Every record below, from first to last: print it exactly as shown.

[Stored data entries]
►
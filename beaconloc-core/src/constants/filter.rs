//! Filter Constants
//!
//! Noise defaults and numerical guards for the per-beacon Kalman filters.

// ===== NOISE DEFAULTS =====

/// Default process noise (Q) for the distance filters.
///
/// Small because a stationary beacon's distance changes slowly compared to
/// the scan rate.
///
/// Source: Field tuning of the stationary-distance model
pub const DEFAULT_PROCESS_NOISE: f32 = 0.00001;

/// Default measurement noise (R) for the distance filters.
///
/// Source: Field tuning of the stationary-distance model
pub const DEFAULT_MEASUREMENT_NOISE: f32 = 0.001;

/// Default initial covariance (P0) scale.
///
/// Source: Unit uncertainty, the filter forgets it within a few samples
pub const DEFAULT_INITIAL_COVARIANCE: f32 = 1.0;

// ===== NUMERICAL GUARDS =====

/// Lowest variance the filter covariance diagonal may reach.
///
/// Repeated identical measurements drive P towards zero, after which the
/// filter ignores new data and can lose positive definiteness to rounding.
///
/// Source: Well above f32 epsilon at unit scale
pub const MIN_VARIANCE: f32 = 1e-9;

/// Pivot magnitude below which a matrix is treated as singular.
///
/// Source: Gauss-Jordan elimination with partial pivoting, f32 precision
pub const SINGULAR_PIVOT_EPSILON: f32 = 1e-10;

/// Variance below which a filter counts as converged.
pub const CONVERGENCE_VARIANCE: f32 = 0.01;

/// Minimum updates before a filter may report convergence.
///
/// Source: Control system practice, prevents declaring victory on sample one
pub const MIN_CONVERGENCE_UPDATES: u32 = 5;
◄
# Answer to this problem
filename beaconloc-core/src/constants/filter.rs
//! Filter Constants
//!
//! Noise defaults and numerical guards for the per-beacon Kalman filters.

// ===== NOISE DEFAULTS =====

/// Default process noise (Q) for the distance filters.
///
/// Small because a stationary beacon's distance changes slowly compared to
/// the scan rate.
///
/// Source: Field tuning of the stationary-distance model
pub const DEFAULT_PROCESS_NOISE: f32 = 0.00001;

/// Default measurement noise (R) for the distance filters.
///
/// Source: Field tuning of the stationary-distance model
pub const DEFAULT_MEASUREMENT_NOISE: f32 = 0.001;

/// Default initial covariance (P0) scale.
///
/// Source: Unit uncertainty, the filter forgets it within a few samples
pub const DEFAULT_INITIAL_COVARIANCE: f32 = 1.0;

// ===== NUMERICAL GUARDS =====

/// Lowest variance the filter covariance diagonal may reach.
///
/// Repeated identical measurements drive P towards zero, after which the
/// filter ignores new data and can lose positive definiteness to rounding.
///
/// Source: Well above f32 epsilon at unit scale
pub const MIN_VARIANCE: f32 = 1e-9;

/// Pivot magnitude below which a matrix is treated as singular.
///
/// Source: Gauss-Jordan elimination with partial pivoting, f32 precision
pub const SINGULAR_PIVOT_EPSILON: f32 = 1e-10;

/// Variance below which a filter counts as converged.
pub const CONVERGENCE_VARIANCE: f32 = 0.01;

/// Minimum updates before a filter may report convergence.
///
/// Source: Control system practice, prevents declaring victory on sample one
pub const MIN_CONVERGENCE_UPDATES: u32 = 5;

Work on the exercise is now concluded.